单词嵌入 是一种语言建模技术,用于将单词映射到实数向量。它表示向量空间中的多个维度的单词或短语。可以使用各种方法生成单词嵌入,如神经网络、共生矩阵、概率模型等。
null
Word2Vec 由生成单词嵌入的模型组成。这些模型是浅层两层神经网络,具有一个输入层、一个隐藏层和一个输出层。Word2Vec采用两种架构:
- CBOW(连续文字袋): CBOW模型预测特定窗口内给定上下文单词的当前单词。输入层包含上下文单词,输出层包含当前单词。隐藏层包含我们想要表示输出层中当前单词的维度数。
- 跳过克: Skip gram在给定当前单词的特定窗口内预测周围的上下文单词。输入层包含当前单词,输出层包含上下文单词。隐藏层包含我们想要表示输入层中当前单词的维度数。

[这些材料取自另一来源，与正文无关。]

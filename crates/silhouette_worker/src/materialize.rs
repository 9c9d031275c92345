//! Result materializer: raw worker buffers to caller-facing meshes.

use crate::constants::POSITION_ITEM_SIZE;
use crate::error::DispatchError;
use crate::protocol::ResultPayload;
use crate::types::{MeshBuffers, MeshResult, OutputMode, SilhouetteMesh};

/// Rebuild the result for the output mode the job was submitted with.
///
/// `single` expects one mesh object and `both` an ordered list; the order of
/// the list is preserved.
pub fn materialize(payload: ResultPayload, mode: OutputMode) -> Result<MeshResult, DispatchError> {
  match (mode, payload) {
    (OutputMode::Single, ResultPayload::Single(buffers)) => build_mesh(buffers).map(MeshResult::Single),
    (OutputMode::Both, ResultPayload::Groups(groups)) => groups
      .into_iter()
      .enumerate()
      .map(|(i, buffers)| {
        build_mesh(buffers).map_err(|err| match err {
          DispatchError::MalformedResult(reason) => {
            DispatchError::MalformedResult(format!("group {i}: {reason}"))
          }
          other => other,
        })
      })
      .collect::<Result<Vec<_>, _>>()
      .map(MeshResult::Groups),
    (OutputMode::Single, ResultPayload::Groups(groups)) => Err(DispatchError::MalformedResult(
      format!("expected one mesh for `single` output, got a list of {}", groups.len()),
    )),
    (OutputMode::Both, ResultPayload::Single(_)) => Err(DispatchError::MalformedResult(
      "expected a list of meshes for `both` output, got one mesh".to_string(),
    )),
  }
}

/// Wrap one pair of buffers as a mesh, checking layout and index range.
///
/// No index buffer gives a non-indexed mesh.
pub fn build_mesh(buffers: MeshBuffers) -> Result<SilhouetteMesh, DispatchError> {
  let MeshBuffers { position, index } = buffers;

  if position.len() % POSITION_ITEM_SIZE != 0 {
    return Err(DispatchError::MalformedResult(format!(
      "position buffer length {} is not a multiple of {}",
      position.len(),
      POSITION_ITEM_SIZE
    )));
  }

  let vertex_count = position.len() / POSITION_ITEM_SIZE;
  if let Some(index) = &index {
    if let Some(bad) = index.iter().find(|&&i| i as usize >= vertex_count) {
      return Err(DispatchError::MalformedResult(format!(
        "index {bad} out of range for {vertex_count} vertices"
      )));
    }
  }

  Ok(SilhouetteMesh::from_parts(position, index))
}

#[cfg(test)]
#[path = "materialize_test.rs"]
mod materialize_test;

单词嵌入的基本思想是,出现在相似上下文中的单词在向量空间中往往更接近彼此。为了在Python中生成单词向量,需要模块 nltk
和 gensim
.
在终端中运行这些命令以安装 nltk
和 gensim
:
pip install nltk pip install gensim
下载用于从中生成单词向量的文本文件 在这里 .
以下是实施情况:
# Python program to generate word vectors using Word2Vec # importing all necessary modules from nltk.tokenize import sent_tokenize, word_tokenize import warnings warnings.filterwarnings(action = 'ignore' ) import gensim from gensim.models import Word2Vec # Reads ‘alice.txt’ file sample = open ( "C:\Users\Admin\Desktop\alice.txt" , "r" ) s = sample.read() # Replaces escape character with space f = s.replace( "" , " " ) data = [] # iterate through each sentence in the file for i in sent_tokenize(f): temp = [] # tokenize the sentence into words for j in word_tokenize(i): temp.append(j.lower()) data.append(temp) # Create CBOW model model1 = gensim.models.Word2Vec(data, min_count = 1 , size = 100 , window = 5 ) # Print results print ( "Cosine similarity between 'alice' " + "and 'wonderland' - CBOW : " , model1.similarity( 'alice' , 'wonderland' )) print ( "Cosine similarity between 'alice' " + "and 'machines' - CBOW : " , model1.similarity( 'alice' , 'machines' )) # Create Skip Gram model model2 = gensim.models.Word2Vec(data, min_count = 1 , size = 100 , window = 5 , sg = 1 ) # Print results print ( "Cosine similarity between 'alice' " + "and 'wonderland' - Skip Gram : " , model2.similarity( 'alice' , 'wonderland' )) print ( "Cosine similarity between 'alice' " + "and 'machines' - Skip Gram : " , model2.similarity( 'alice' , 'machines' )) |
输出:
Cosine similarity between 'alice' and 'wonderland' - CBOW : 0.999249298413 Cosine similarity between 'alice' and 'machines' - CBOW : 0.974911910445 Cosine similarity between 'alice' and 'wonderland' - Skip Gram : 0.885471373104 Cosine similarity between 'alice' and 'machines' - Skip Gram : 0.856892599521
输出表示不同型号的单词向量“alice”、“wonderland”和“machines”之间的余弦相似性。一项有趣的任务可能是更改“大小”和“窗口”的参数值,以观察余弦相似性的变化。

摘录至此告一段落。